In this article, we look at a supervised machine learning algorithm called Logistic Regression Classifier for multi-class classification.
Introduction
In this article, we look at the basics of MultiClass Logistic Regression Classifier and its implementation in Python.
Background
- Logistic regression is a discriminative probabilistic statistical classification model that can be used to predict the probability of occurrence of a event.
- It is a supervised learning algorithm that can be applied to binary or multinomial classification problems where the classes are exhaustive and mutually exclusive.
- Inputs to classification algorithm are real valued vectors of fixed dimensionality and outputs are the probability that input vector belongs to the specified class.
- Logistic Regression is a type of regression that predicts the probability of occurrence of an event by fitting data to a logistic function .
- Logistic Regression can also be considered as a linear model for classification.
- Logistic function is defined as:
The domain of logistic function lies between [0,1] for any value of input z.
Thus, it can be used to characterize a cumulative distribution function.
The function to apply logistic function to any real valued input vector "X
" is defined in Python as:
def sigmoid(X):
den = 1.0 + e ** (-1.0 * X)
d = 1.0 / den
return d
- The Logistic Regression Classifier is parametrized by a weight matrix and a bias vector \(\mathcal{W},\mathcal{b}\)
- Classification is done by projecting data points onto a set of hyper-planes, the distance to which is used to determine a class membership probability.
- Mathematically, this can be expressed as \( \begin{eqnarray*} P(Y=i|x, W,b) =\frac {e^{W_i x + b_i}}{\sum_j e^{W_j x + b_j}} \\ \end{eqnarray*}\)
- Corresponding to each class \(y_i\)logistic classifier is characterized by a set of parameters \(W_i,b_i\).

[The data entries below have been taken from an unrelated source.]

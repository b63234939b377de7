use std::{
    sync::{
        Arc,
        atomic::{AtomicUsize, Ordering},
    },
    time::Duration,
};

use async_trait::async_trait;
use redis::{AsyncCommands, AsyncConnectionConfig, Client, aio::ConnectionManager};

use crate::{ScoredMember, SortedSetStore, TimebucketError, store::check_score};

/// Headroom on top of a blocking pop's own timeout before the client gives up
/// waiting for the server's reply.
const BLOCKING_RESPONSE_SLACK: Duration = Duration::from_secs(1);

/// Longest `BZPOPMIN` timeout sent as is. Longer waits are sent as `0`, which
/// Redis treats as "block until an entry arrives".
const MAX_BLOCKING_TIMEOUT: Duration = Duration::from_secs(365 * 24 * 3600);

/// Redis-backed [`SortedSetStore`].
///
/// Holds one or more [`redis::aio::ConnectionManager`]s, handed out round-robin,
/// plus the [`Client`] they came from. Blocking pops (`BZPOPMIN`) open their own
/// multiplexed connection so that a long wait never stalls the shared managers.
///
/// That connection is opened per call and dropped afterwards, so a consumer
/// polling an empty queue with a timeout pays one connection setup per poll.
/// Prefer longer timeouts over tight loops of short ones.
///
/// # Requirements
///
/// - **Redis version:** >= 6.2.0 (`ZRANGE ... REV`, fractional `BZPOPMIN` timeouts)
///
/// # Consistency Semantics
///
/// Each trait method maps to a single Redis command and is atomic on its own.
/// Operations composed from several calls (shrinking a bounded set, shared
/// limiter admission, re-inserting immature tasks) are not.
///
/// # Examples
///
/// ```ignore
/// use timebucket::RedisStore;
///
/// let client = redis::Client::open("redis://127.0.0.1:6379/")?;
/// let store = RedisStore::from_client(client).await?;
/// ```
pub struct RedisStore {
    client: Client,
    connection_managers: Arc<Vec<ConnectionManager>>,
    track_index: AtomicUsize,
}

impl std::fmt::Debug for RedisStore {
    fn fmt(&self, f: &mut std::fmt::Formatter<'_>) -> std::fmt::Result {
        f.debug_struct("RedisStore")
            .field("client", &self.client)
            .field("connection_count", &self.connection_managers.len())
            .field("track_index", &self.track_index)
            .finish_non_exhaustive()
    }
}

impl RedisStore {
    /// Create a store backed by a single connection manager.
    pub async fn from_client(client: Client) -> Result<Self, TimebucketError> {
        Self::with_connection_count(client, 1).await
    }

    /// Create a store that spreads commands over `connection_count` managers.
    pub async fn with_connection_count(
        client: Client,
        connection_count: usize,
    ) -> Result<Self, TimebucketError> {
        if connection_count == 0 {
            return Err(TimebucketError::InvalidConnectionCount(
                "connection count must be > 0".to_string(),
            ));
        }

        let mut connection_managers = Vec::with_capacity(connection_count);

        for _ in 0..connection_count {
            connection_managers.push(client.get_connection_manager().await?);
        }

        tracing::debug!(connection_count, "redis_store.connected");

        Ok(Self {
            client,
            connection_managers: Arc::new(connection_managers),
            track_index: AtomicUsize::new(0),
        })
    }

    fn get(&self) -> ConnectionManager {
        let index = self.track_index.fetch_add(1, Ordering::Relaxed);
        self.connection_managers[index % self.connection_managers.len()].clone()
    } // end method get
}

impl Clone for RedisStore {
    fn clone(&self) -> Self {
        Self {
            client: self.client.clone(),
            connection_managers: self.connection_managers.clone(),
            track_index: AtomicUsize::new(0),
        }
    }
}

#[async_trait]
impl SortedSetStore for RedisStore {
    async fn add_if_absent(
        &self,
        key: &str,
        member: &str,
        score: f64,
    ) -> Result<bool, TimebucketError> {
        check_score(member, score)?;

        let mut conn = self.get();

        let added: u64 = redis::cmd("ZADD")
            .arg(key)
            .arg("NX")
            .arg(score)
            .arg(member)
            .query_async(&mut conn)
            .await?;

        Ok(added == 1)
    }

    async fn add_many(&self, key: &str, entries: &[ScoredMember]) -> Result<u64, TimebucketError> {
        if entries.is_empty() {
            return Ok(0);
        }

        for (member, score) in entries {
            check_score(member, *score)?;
        }

        let mut cmd = redis::cmd("ZADD");
        cmd.arg(key);
        for (member, score) in entries {
            cmd.arg(*score).arg(member);
        }

        let mut conn = self.get();
        let added: u64 = cmd.query_async(&mut conn).await?;

        Ok(added)
    }

    async fn pop_min(&self, key: &str, count: usize) -> Result<Vec<ScoredMember>, TimebucketError> {
        if count == 0 {
            return Ok(Vec::new());
        }

        let mut conn = self.get();

        let popped: Vec<ScoredMember> = redis::cmd("ZPOPMIN")
            .arg(key)
            .arg(count)
            .query_async(&mut conn)
            .await?;

        Ok(popped)
    }

    async fn blocking_pop_min(
        &self,
        key: &str,
        timeout: Duration,
    ) -> Result<Option<ScoredMember>, TimebucketError> {
        let config = AsyncConnectionConfig::new()
            .set_response_timeout(timeout.saturating_add(BLOCKING_RESPONSE_SLACK));
        let block_secs = if timeout > MAX_BLOCKING_TIMEOUT {
            0.0
        } else {
            timeout.as_secs_f64()
        };
        let mut conn = self
            .client
            .get_multiplexed_async_connection_with_config(&config)
            .await?;

        let popped: Option<(String, String, f64)> = redis::cmd("BZPOPMIN")
            .arg(key)
            .arg(block_secs)
            .query_async(&mut conn)
            .await?;

        Ok(popped.map(|(_key, member, score)| (member, score)))
    }

    async fn cardinality(&self, key: &str) -> Result<u64, TimebucketError> {
        let mut conn = self.get();
        let count: u64 = conn.zcard(key).await?;
        Ok(count)
    }

    async fn remove_lowest(&self, key: &str, count: u64) -> Result<u64, TimebucketError> {
        if count == 0 {
            return Ok(0);
        }

        let stop = i64::try_from(count - 1).unwrap_or(i64::MAX);
        let mut conn = self.get();

        let removed: u64 = redis::cmd("ZREMRANGEBYRANK")
            .arg(key)
            .arg(0)
            .arg(stop)
            .query_async(&mut conn)
            .await?;

        Ok(removed)
    }

    async fn remove_below(&self, key: &str, max_exclusive: f64) -> Result<u64, TimebucketError> {
        let mut conn = self.get();

        let removed: u64 = redis::cmd("ZREMRANGEBYSCORE")
            .arg(key)
            .arg("-inf")
            .arg(format!("({max_exclusive}"))
            .query_async(&mut conn)
            .await?;

        Ok(removed)
    }

    async fn peek_max(&self, key: &str) -> Result<Option<ScoredMember>, TimebucketError> {
        let mut conn = self.get();

        let top: Vec<ScoredMember> = redis::cmd("ZRANGE")
            .arg(key)
            .arg(0)
            .arg(0)
            .arg("REV")
            .arg("WITHSCORES")
            .query_async(&mut conn)
            .await?;

        Ok(top.into_iter().next())
    }

    async fn delete(&self, key: &str) -> Result<(), TimebucketError> {
        let mut conn = self.get();
        let _: () = conn.del(key).await?;
        Ok(())
    }
}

The above function is also called as softmax function. The logistic function applies to binary classification problem while the softmax function applies to multi-class classification problems.
def softmax(W,b,x):
vec=numpy.dot(x,W.T);
vec=numpy.add(vec,b);
vec1=numpy.exp(vec);
res=vec1.T/numpy.sum(vec1,axis=1);
return res.T;
The parameters (W,b) are the weight vector and bias vector respectively. Let N be the dimension of input vector and M be the number of classes.
The dimension of W is \(MxN\) while that of B is (Mx1). The output of the softmax function if a vector of dimension \(Mx1\).
def predict(self,x):
y=softmax(self.W,self.b,x);
return y;
The code for classification function in Python is as follows:
def lable(self,y):
return self.labels[y];
def classify(self,x):
result=self.predict(x);
indices=result.argmax(axis=1);
lablels=map(self.lable, indices);
return lablels;
The validation function accepts validation data and predicts the accuracy of model on the data set.
def validate(self,x,y):
result=self.classify(x);
y_test=y
accuracy=met.accuracy_score(y_test,result)
accuracy=1.0-accuracy;
print "Validation error " + `accuracy`
return accuracy;
- Given a set of labelled training data \({X_i,Y_i}\)where \(i \text{ in } {1,\ldots,N} \), we need to estimate these parameters.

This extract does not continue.